Para obispos y todos los demás. LIX EJERCICIOS Y MISIONES
La vida de un cristiano, sacerdote, padre y abuelo
Testimonio humano - espiritual de un sacerdote casado.
Autobiografía.
| José María Lorenzo Amelibia
LIX EJERCICIOS Y MISIONES
LA DECADA de los sesenta, casi todo mi sacerdocio activo, me dediqué al ministerio de la palabra, principalmente en los ejercicios espirituales. En el primer quinquenio anduve por las casas de espiritualidad de Estella, Pamplona, Burlada, Tolosa, Vitoria, Tudela y Andéraz. En el segundo, además de las anteriores, Ohárriz, Puente la Reina, Milagro, San Sebastián, Bilbao, Santiago de Compostela, León, Sevilla, Orihuela, Alicante. Se acercan a cien las tandas que dirigí. Las últimas fueron precisamente para sacerdotes.

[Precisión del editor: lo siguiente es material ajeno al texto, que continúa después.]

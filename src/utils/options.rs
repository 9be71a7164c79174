use std::{
    path::{Path, PathBuf},
    str::FromStr,
};

use super::{spin::PollBound, Error, Result};

/// which group of phases one invocation runs
#[derive(Debug, Clone, Copy, PartialEq, Eq)]
pub enum Suite {
    /// blocking, non-blocking and chunked asynchronous copy
    Plain,
    /// blocking and chunked asynchronous copy, each with a matrix workload in the loop
    Overlap,
    All,
}

/// how the page cache is cleared before each timed phase
#[derive(Debug, Clone, Copy, PartialEq, Eq)]
pub enum CacheMode {
    /// `sync; echo 3 > /proc/sys/vm/drop_caches` through sudo, needs privileges
    Shell,
    /// evict the input file only, unprivileged
    Fadvise,
    None,
}

impl FromStr for CacheMode {
    type Err = String;

    fn from_str(s: &str) -> std::result::Result<Self, Self::Err> {
        match s.trim().to_ascii_lowercase().as_str() {
            "shell" => Ok(Self::Shell),
            "fadvise" => Ok(Self::Fadvise),
            "none" | "off" => Ok(Self::None),
            other => Err(format!(
                "unknown cache mode `{other}`, expect one of shell, fadvise, none"
            )),
        }
    }
}

#[derive(Clone, Debug)]
pub struct Options {
    /// number of regions the asynchronous copy splits the input into, must be in [1, file size]
    pub parts: usize,
    /// the file every phase copies, must exist before the run
    pub input: PathBuf,
    /// where `output_*.txt` land
    pub output_dir: PathBuf,
    pub suite: Suite,
    pub cache: CacheMode,
    /// read size of the blocking and non-blocking loops
    pub block_size: usize,
    /// side length of the square matrices of the overlap workload
    pub matrix_size: usize,
    /// bound of every busy-poll loop
    pub poll: PollBound,
    /// compare each output against the input with crc32c after the phase
    pub verify: bool,
}

impl Options {
    pub const BLOCK_SIZE: usize = 4096;
    pub const MATRIX_SIZE: usize = 10;
    pub const INPUT: &'static str = "input.txt";

    pub fn new<P: AsRef<Path>>(input: P, parts: usize) -> Self {
        Self {
            parts,
            input: input.as_ref().to_path_buf(),
            output_dir: PathBuf::from("."),
            suite: Suite::Plain,
            cache: CacheMode::Shell,
            block_size: Self::BLOCK_SIZE,
            matrix_size: Self::MATRIX_SIZE,
            poll: PollBound::default(),
            verify: true,
        }
    }

    pub fn validate(self) -> Result<Self> {
        if self.parts == 0 {
            return Err(Error::Invalid("chunk count must be > 0".into()));
        }
        if self.block_size == 0 {
            return Err(Error::Invalid("block size must be > 0".into()));
        }
        if self.matrix_size == 0 {
            return Err(Error::Invalid("matrix size must be > 0".into()));
        }
        if !self.input.is_file() {
            return Err(Error::NotFound(self.input.clone()));
        }
        let size = std::fs::metadata(&self.input)
            .map_err(|e| Error::io("stat", &self.input, e))?
            .len();
        // an empty input copies as a no-op for any chunk count
        if size > 0 && self.parts as u64 > size {
            return Err(Error::Invalid(format!(
                "chunk count {} exceeds file size {size}",
                self.parts
            )));
        }
        if !self.output_dir.is_dir() {
            return Err(Error::Invalid(format!(
                "output dir {:?} is not a directory",
                self.output_dir
            )));
        }
        Ok(self)
    }

    pub fn output(&self, name: &str) -> PathBuf {
        self.output_dir.join(name)
    }
}

#[cfg(test)]
mod test {
    use super::{CacheMode, Options};
    use crate::{Error, RandomPath};

    #[test]
    fn test_cache_mode() {
        assert_eq!("shell".parse::<CacheMode>(), Ok(CacheMode::Shell));
        assert_eq!(" Fadvise".parse::<CacheMode>(), Ok(CacheMode::Fadvise));
        assert_eq!("off".parse::<CacheMode>(), Ok(CacheMode::None));
        assert!("drop".parse::<CacheMode>().is_err());
    }

    #[test]
    fn test_validate() {
        let root = RandomPath::tmp();
        std::fs::create_dir_all(&*root).unwrap();
        let input = root.join("input.txt");

        let opt = Options::new(&input, 4);
        assert!(matches!(opt.validate(), Err(Error::NotFound(_))));

        std::fs::write(&input, b"abcd").unwrap();
        let mut opt = Options::new(&input, 0);
        opt.output_dir = root.to_path_buf();
        assert!(matches!(opt.validate(), Err(Error::Invalid(_))));

        let mut opt = Options::new(&input, 4);
        opt.output_dir = root.to_path_buf();
        let opt = opt.validate().unwrap();
        assert_eq!(opt.output("x"), root.join("x"));
        assert_eq!(opt.block_size, Options::BLOCK_SIZE);

        let mut opt = Options::new(&input, 5);
        opt.output_dir = root.to_path_buf();
        assert!(matches!(opt.validate(), Err(Error::Invalid(_))));

        std::fs::write(&input, b"").unwrap();
        let mut opt = Options::new(&input, 5);
        opt.output_dir = root.to_path_buf();
        assert!(opt.validate().is_ok());
    }
}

La misión de Sevilla merecería capítulo aparte. Se preparó concienzudamente. Los sacerdotes que íbamos a participar en ella nos reunimos en el seminario de Vitoria, todos los de la zona norte, para estudiar el temario y unificar criterios. En febrero dio comienzo la gran misión. El "Cerro del águila" me correspondió en suerte. Fue una experiencia nueva y única.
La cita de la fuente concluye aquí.